Na transmissão, apenas 24% dos 18,8 mil quilômetros de linhas em construção monitorados em novembro se encontravam "com datas de tendência dentro do previsto", segundo a ata da 121ª reunião do CMSE (que reúne Ministério de Minas e Energia, Aneel, Eletrobras, ONS, entre outros). O mesmo relatório apontou que, "no cômputo geral, existe um atraso médio de 15 meses nas datas previstas desses empreendimentos (de transmissão)". Entre obras de geração (336 novas usinas, com 42.473 megawatts, ou MW, de potência) e subestações, são 45% em dia. Para geração, o atraso médio era de sete meses e, para subestações, de seis meses.

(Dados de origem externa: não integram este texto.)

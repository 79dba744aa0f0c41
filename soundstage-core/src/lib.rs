//! # soundstage-core
//!
//! Editing core of the Soundstage spatial-audio scene editor: the parameter
//! panel, gesture translation, mutation dispatch, playback, live-input
//! negotiation, asset attachment and undo. Independent of any UI toolkit;
//! the host supplies the rendering engine, audio engine, media devices and
//! sync sink.
//!
//! ## Quick Start
//!
//! ```rust,ignore
//! use soundstage_core::config::Config;
//! use soundstage_core::engine::SystemClock;
//! use soundstage_core::session::EditorSession;
//! use soundstage_types::{OfflineSink, SceneState};
//!
//! let mut session = EditorSession::new(
//!     Config::load(),
//!     "editor-1",
//!     user_agent,
//!     SceneState::new(),
//!     engine,
//!     audio,
//!     media,
//!     OfflineSink,
//!     Box::new(SystemClock),
//! );
//! session.select(Selection::Entity(id))?;
//! session.begin_drag(handle, x)?;
//! session.drag_to(x + 12.0);
//! session.end_drag();
//! ```
//!
//! ## Module Overview
//!
//! - [`session`]: `EditorSession`, the owned context every UI event goes through
//! - [`panel`]: bound controls and the refresh-versus-rebuild rule
//! - [`descriptors`]: which controls each entity kind shows
//! - [`gesture`]: drags and typed entry turned into deltas
//! - [`dispatch`]: `dispatch_action()`, the single entry point for mutation
//! - [`live_input`]: device discovery and microphone stream ownership
//! - [`assets`]: file attachment, size ceiling and upload bookkeeping
//! - [`undo`]: cone and trajectory undo/redo
//! - [`journal`]: JSONL edit journal and replay
//! - [`config`]: TOML configuration (embedded defaults + user override)

pub mod assets;
pub mod config;
#[cfg(feature = "cpal")]
pub mod cpal_input;
pub mod descriptors;
pub mod dispatch;
pub mod engine;
pub mod error;
pub mod gesture;
pub mod journal;
pub mod live_input;
pub mod navigation;
pub mod panel;
pub mod playback;
pub mod session;
pub mod undo;

pub use error::{EditError, EditResult, MediaError};
pub use session::EditorSession;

Desconto na conta poderá ser menor
Em 2014, ano da Copa, a situação dos reservatórios poderá ser ainda mais crítica, dependendo das chuvas e do ritmo de uso das térmicas este ano. Ontem à noite, o secretário-executivo do Ministério de Minas e Energia, Márcio Zimmermann, se reuniu com a presidente Dilma Rousseff para relatar a situação. A grande dúvida do governo, que será amadurecida hoje na reunião do CMSE para posteriormente ser levada a Dilma, será apontar se vale a pena usar térmicas por mais tempo agora - o que poderia elevar o preço das tarifas e comprometer boa parte do desconto de 20% prometido pela presidente a partir de março - ou se seria mais indicado correr o risco de gastar mais os reservatórios e torcer por chuvas mais intensas no próximo verão.
Se o governo apostar nas chuvas e elas não vierem, a tarifa ficaria mais baixa, mas haveria o perigo de, em 2014, as térmicas não serem suficientes para assegurar a energia necessária para o país e, portanto, o apagão chegar de vez.
Nas contas da Associação Brasileira dos Distribuidores de Energia Elétrica (Abradee), mantido o atual ritmo de uso das térmicas até março, quando a estação das chuvas chegar a todo o país, as tarifas poderão ter de subir cerca de cinco pontos percentuais para pagar por esse gasto, que somou R$ 800 milhões até dezembro. Se o governo achar que as térmicas têm de ficar ligadas por mais tempo, boa parte da queda de energia prometida pelo governo, de 20%, poderá desaparecer.
Ontem, Zimmermann disse ser conjuntural e natural o impacto das térmicas nas tarifas e que ele independe da queda prometida de 20% nos preços, estrutural. O secretário ainda refutou qualquer risco de racionamento, a exemplo do que o ministro Edison Lobão vem defendendo. O presidente da Empresa de Pesquisa Energética (EPE), Maurício Tolmasquim, também negou ontem que exista chance de racionamento de energia elétrica ou de gás no Brasil:
- As térmicas e o gás natural liquefeito (GNL) importado são suficientes. A situação é muito diferente de 2001.
As grandes indústrias, porém, já estão reduzindo o consumo de energia, segundo o presidente da Associação Brasileira de Grandes Consumidores Industriais de Energia e de Consumidores Livres (Abrace), Paulo Pedrosa. Ele disse, porém, que isso é natural, diante da alta dos preços no mercado livre, que chegou a R$ 550 o megawatt/hora (MWh) nos últimos dias.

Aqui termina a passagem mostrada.